Saved entries:
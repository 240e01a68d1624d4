//! Owner records and the component schema seam
//!
//! An owner is an entity exposing named component hooks that must jointly
//! satisfy an invariant. The two capabilities it contributes — deriving the
//! missing pieces of a partial submission and judging a full candidate map —
//! are an explicit trait injected at registration, not probed at runtime.

use crate::error::Result;
use crate::identity::{HookId, OwnerId};
use crate::value::{Value, ValueMap};
use indexmap::IndexMap;

/// Outcome of isolation validation over a full candidate component map
#[derive(Debug, Clone, PartialEq, Eq)]
pub enum Validation {
    /// The candidate map is self-consistent
    Accepted,
    /// The candidate map violates the owner's invariant
    Rejected(String),
}

impl Validation {
    /// Check whether this outcome is an acceptance
    pub fn is_accepted(&self) -> bool {
        matches!(self, Validation::Accepted)
    }

    /// Build a rejection with a reason
    pub fn reject(reason: impl Into<String>) -> Self {
        Validation::Rejected(reason.into())
    }
}

/// The per-owner capability pair driving the submission transaction
///
/// `complete` encodes domain rules (e.g. "if only the selection key changes
/// and it is absent from the backing map, synthesize a default entry");
/// `validate` judges a full candidate map. Both see plain maps and cannot
/// reach back into the engine.
pub trait Schema: Send {
    /// Given the current full component map and a partial submission, derive
    /// the additional component values the submission implies.
    ///
    /// Returning an error aborts the transaction before any mutation.
    fn complete(&self, current: &ValueMap, partial: &ValueMap) -> Result<ValueMap>;

    /// Decide whether a full candidate component map satisfies this owner's
    /// invariant.
    fn validate(&self, candidate: &ValueMap) -> Validation;
}

/// A schema that derives nothing and accepts everything
///
/// The right choice for single-component owners without constraints.
#[derive(Debug, Clone, Copy, Default)]
pub struct AcceptAll;

impl Schema for AcceptAll {
    fn complete(&self, _current: &ValueMap, _partial: &ValueMap) -> Result<ValueMap> {
        Ok(ValueMap::new())
    }

    fn validate(&self, _candidate: &ValueMap) -> Validation {
        Validation::Accepted
    }
}

/// A schema built from two closures
pub struct CallbackSchema<C, V>
where
    C: Fn(&ValueMap, &ValueMap) -> Result<ValueMap> + Send,
    V: Fn(&ValueMap) -> Validation + Send,
{
    complete: C,
    validate: V,
}

impl<C, V> CallbackSchema<C, V>
where
    C: Fn(&ValueMap, &ValueMap) -> Result<ValueMap> + Send,
    V: Fn(&ValueMap) -> Validation + Send,
{
    /// Create a schema from a completion closure and a validation closure
    pub fn new(complete: C, validate: V) -> Self {
        Self { complete, validate }
    }
}

impl<C, V> Schema for CallbackSchema<C, V>
where
    C: Fn(&ValueMap, &ValueMap) -> Result<ValueMap> + Send,
    V: Fn(&ValueMap) -> Validation + Send,
{
    fn complete(&self, current: &ValueMap, partial: &ValueMap) -> Result<ValueMap> {
        (self.complete)(current, partial)
    }

    fn validate(&self, candidate: &ValueMap) -> Validation {
        (self.validate)(candidate)
    }
}

/// A derived (read-only) hook slot: the hook plus its recompute function
pub(crate) struct DerivedSlot {
    /// The derived hook's id
    pub(crate) hook: HookId,
    /// Recomputes the projection from the full primary component map
    pub(crate) compute: Box<dyn Fn(&ValueMap) -> Value + Send>,
}

/// The engine-side record backing one owner
pub(crate) struct OwnerRecord {
    /// This owner's identity
    pub(crate) id: OwnerId,
    /// The injected completion/validation capability pair
    pub(crate) schema: Box<dyn Schema>,
    /// Primary components: key → hook (the owner's component schema)
    pub(crate) components: IndexMap<String, HookId>,
    /// Derived projections: key → slot
    pub(crate) derived: IndexMap<String, DerivedSlot>,
}

impl OwnerRecord {
    pub(crate) fn new(id: OwnerId, schema: Box<dyn Schema>) -> Self {
        Self {
            id,
            schema,
            components: IndexMap::new(),
            derived: IndexMap::new(),
        }
    }

    /// Check whether a key is taken by a primary or derived component
    pub(crate) fn has_key(&self, key: &str) -> bool {
        self.components.contains_key(key) || self.derived.contains_key(key)
    }
}

#[cfg(test)]
mod tests {
    use super::*;

    #[test]
    fn test_accept_all() {
        let schema = AcceptAll;
        let map = ValueMap::new();
        assert!(schema.complete(&map, &map).unwrap().is_empty());
        assert!(schema.validate(&map).is_accepted());
    }

    #[test]
    fn test_callback_schema() {
        let schema = CallbackSchema::new(
            |_current: &ValueMap, partial: &ValueMap| {
                let mut extra = ValueMap::new();
                if partial.contains_key("a") {
                    extra.insert("b".to_string(), Value::Int(2));
                }
                Ok(extra)
            },
            |candidate: &ValueMap| {
                if candidate.get("a").and_then(Value::as_int).unwrap_or(0) < 0 {
                    Validation::reject("a must be non-negative")
                } else {
                    Validation::Accepted
                }
            },
        );

        let mut partial = ValueMap::new();
        partial.insert("a".to_string(), Value::Int(1));
        let extra = schema.complete(&ValueMap::new(), &partial).unwrap();
        assert_eq!(extra.get("b"), Some(&Value::Int(2)));

        let mut candidate = ValueMap::new();
        candidate.insert("a".to_string(), Value::Int(-1));
        assert_eq!(
            schema.validate(&candidate),
            Validation::Rejected("a must be non-negative".to_string())
        );
    }

    #[test]
    fn test_owner_record_keys() {
        let mut record = OwnerRecord::new(OwnerId::new(0), Box::new(AcceptAll));
        record.components.insert("value".to_string(), HookId::new(0));
        record.derived.insert(
            "double".to_string(),
            DerivedSlot {
                hook: HookId::new(1),
                compute: Box::new(|_| Value::Null),
            },
        );

        assert!(record.has_key("value"));
        assert!(record.has_key("double"));
        assert!(!record.has_key("other"));
    }
}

* _Task requirements_
Produce only the lines from the line containing "derived hook's id" through the line containing "owner's component schema)", inclusive of both, exactly as they stand in the entries above.

* _Result_
    /// The derived hook's id
    pub(crate) hook: HookId,
    /// Recomputes the projection from the full primary component map
    pub(crate) compute: Box<dyn Fn(&ValueMap) -> Value + Send>,
}

/// The engine-side record backing one owner
pub(crate) struct OwnerRecord {
    /// This owner's identity
    pub(crate) id: OwnerId,
    /// The injected completion/validation capability pair
    pub(crate) schema: Box<dyn Schema>,
    /// Primary components: key → hook (the owner's component schema)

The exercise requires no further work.